Dr. Jürgen Reinhold von Genlab in Würzburg lehnt heimliche Vaterschaftstests dagegen ab. Sein Labor führt Tests in erster Linie ganz offiziell für Gerichte durch. Schließlich sei das vom BGH betonte Recht auf informationelle Selbstbestimmung ja nicht neu und auch nicht zu bestreiten, sagt er zur Begründung. Die Arbeitsgemeinschaft der Sachverständigen für Abstammungsverfahren, dem Genlab angehört, stehe den ohne Wissen der Mutter durchgeführten Vaterschaftstests insgesamt kritisch gegenüber.

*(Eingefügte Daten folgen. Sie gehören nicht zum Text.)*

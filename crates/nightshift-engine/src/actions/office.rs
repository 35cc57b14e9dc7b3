//! Office handlers: paperwork, regulations, bribes, mail, and the ending.

use nightshift_types::{EventCategory, LogType};
use serde_json::Value;
use tracing::info;

use super::{ActionDraft, FOUND_LOOPHOLE_MS, SCHEDULE_COMPRESSION_MS, payload_str};
use crate::rewards::{self, RewardCategory};

/// Credits a bribe costs, win or lose.
pub const BRIBE_COST: f64 = 100.0;
/// Chance the auditor takes the money and looks away.
pub const BRIBE_SUCCESS_CHANCE: f64 = 0.6;
/// PC parts needed to assemble the break-room PC.
pub const PC_PARTS_NEEDED: u32 = 3;
/// Kardex fragments bound into the dossier.
pub const DOSSIER_FRAGMENTS: f64 = 12.0;
/// Level the final report requires.
pub const FINAL_REPORT_LEVEL: u32 = 10;
/// Story event fired by the final report.
pub const ENDING_EVENT: &str = "ENDING_WHISTLEBLOWER";

/// `PERFORM_OFFICE_TASK { task }`.
pub fn perform_office_task(d: &mut ActionDraft<'_, '_>, payload: &Value) {
    let Some(task) = payload_str(payload, "task") else {
        d.fail("Which task?");
        return;
    };
    let Some(reward) = rewards::calculate_reward(RewardCategory::Office, task, &d.state.proficiency)
    else {
        d.fail(format!("There is no office task called {task}."));
        return;
    };
    rewards::grant(&mut d.state, reward);
    d.log(format!("Office task done: {task}."), LogType::Success);
}

/// `FILE_PAPERWORK`.
pub fn file_paperwork(d: &mut ActionDraft<'_, '_>) {
    d.state.resources.add_suspicion(-5.0);
    d.state.resources.add_experience(10.0);
    d.log("The paper trail is tidy again. For now.", LogType::Info);
}

/// `STUDY_REGULATIONS`: one draw.
pub fn study_regulations(d: &mut ActionDraft<'_, '_>) {
    if d.roll() < 0.25 {
        d.state.flags.found_loophole = true;
        d.state.hf_stats.found_loophole_timer = FOUND_LOOPHOLE_MS;
        d.log(
            "Paragraph 4.2.7(c) contradicts itself. Your paperwork is free for a while.",
            LogType::Success,
        );
    } else {
        d.state.resources.add_experience(15.0);
        d.log("Dry reading. You learn something anyway.", LogType::Info);
    }
}

/// `ACCEPT_OVERTIME`.
pub fn accept_overtime(d: &mut ActionDraft<'_, '_>) {
    if d.state.flags.schedule_compressed {
        d.fail("You are already on overtime.");
        return;
    }
    d.state.resources.add_credits(50.0);
    d.state.flags.schedule_compressed = true;
    d.state.hf_stats.schedule_compression_timer = SCHEDULE_COMPRESSION_MS;
    d.state.hf_stats.add_fatigue(10.0);
    d.log("Overtime accepted. The cards come twice as fast.", LogType::Warning);
}

/// `BRIBE_AUDITOR`: one draw.
pub fn bribe_auditor(d: &mut ActionDraft<'_, '_>) {
    if d.state.resources.credits < BRIBE_COST {
        d.fail("You cannot afford to bribe anyone.");
        return;
    }
    d.state.resources.add_credits(-BRIBE_COST);
    if d.roll() < BRIBE_SUCCESS_CHANCE {
        d.state.resources.add_suspicion(-20.0);
        d.log("The auditor pockets the envelope and loses your file.", LogType::Success);
    } else {
        d.state.resources.add_suspicion(15.0);
        d.state.flags.on_pip = true;
        d.log(
            "The auditor pockets the envelope and reports you anyway. You are on a PIP.",
            LogType::Error,
        );
    }
}

/// `READ_MAIL { mailId }`.
pub fn read_mail(d: &mut ActionDraft<'_, '_>, payload: &Value) {
    let Some(id) = payload_str(payload, "mailId") else {
        d.fail("Which message?");
        return;
    };
    let Some(mail) = d.state.mail.iter_mut().find(|m| m.id == id) else {
        d.fail("That message is gone.");
        return;
    };
    if mail.read {
        return;
    }
    mail.read = true;
    let subject = mail.subject.clone();
    d.state.resources.add_experience(5.0);
    d.log(format!("Read: {subject}"), LogType::Info);
}

/// `ASSEMBLE_PC`.
pub fn assemble_pc(d: &mut ActionDraft<'_, '_>) {
    if d.state.inventory.pc_assembled {
        d.fail("The PC is already humming away in the break room.");
        return;
    }
    if d.state.inventory.pc_parts < PC_PARTS_NEEDED {
        d.fail("You need 3 PC parts.");
        return;
    }
    d.state.inventory.pc_parts -= PC_PARTS_NEEDED;
    d.state.inventory.pc_assembled = true;
    d.log("The break-room PC boots. It already has mail waiting.", LogType::Success);
}

/// `COMPILE_DOSSIER`.
pub fn compile_dossier(d: &mut ActionDraft<'_, '_>) {
    if d.state.inventory.has_compiled_dossier {
        d.fail("The dossier is already compiled.");
        return;
    }
    if d.state.resources.kardex_fragments < DOSSIER_FRAGMENTS {
        d.fail("You need 12 kardex fragments to make the case.");
        return;
    }
    d.state.resources.kardex_fragments -= DOSSIER_FRAGMENTS;
    d.state.inventory.has_compiled_dossier = true;
    d.log("The fragments fit together. It is all there, in writing.", LogType::Story);
}

/// `FILE_FINAL_REPORT`.
pub fn file_final_report(d: &mut ActionDraft<'_, '_>) {
    if d.state.flags.ending_reached {
        d.fail("The report is already filed.");
        return;
    }
    if d.state.resources.level < FINAL_REPORT_LEVEL || !d.state.inventory.has_compiled_dossier {
        d.fail("Nobody will believe you without the dossier and ten levels of standing.");
        return;
    }
    d.state.flags.ending_reached = true;
    info!("Final report filed");
    d.trigger(EventCategory::StoryEvent, Some(ENDING_EVENT));
    d.log("You file the report. The hangar goes very quiet.", LogType::Story);
}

Warnung vor Schlammschlachten

Ganz anders sieht das Henriette Tewes vom Labor "Papacheck" in Geesthacht, die zugleich Vorsitzende der Kooperationsgemeinschaft der freien Sachverständigen für Abstammungsgutachten "Valid" ist. Sie bewertet das BGH-Urteil zur Nichtverwertung der heimlich vorgenommenen Vaterschaftstests äußerst kritisch. Oft sei eine diskrete Klärung für die betroffenen Familien viel weniger problematisch, als wenn sie künftig Schlammschlachten vor Gericht führen müssten, um "triftige Gründe" für einen Vaterschaftstest nachzuweisen.

Auch würden Väter benachteiligt, wenn derartige Tests auf privater Basis nur noch mit Zustimmung der Mutter möglich seien. Hier sei die Gleichberechtigung tangiert, und es bleibe abzuwarten, ob einer der vor dem BGH unterlegenen Väter jetzt wie angekündigt vor das Bundesverfassungsgericht ziehe.

Private Labore für Vaterschaftstests gibt es nach den Worten von Tewes erst seit Ende der 80er Jahre. Der Anteil der Tests ohne Zustimmung der Mütter mache nur einen Bruchteil ihrer Arbeit aus. Sollten sie wegfallen, drohten aber bei einigen Labors Umsatzeinbrüche von 10 bis 15 Prozent, die sicher nicht alle verkraften könnten.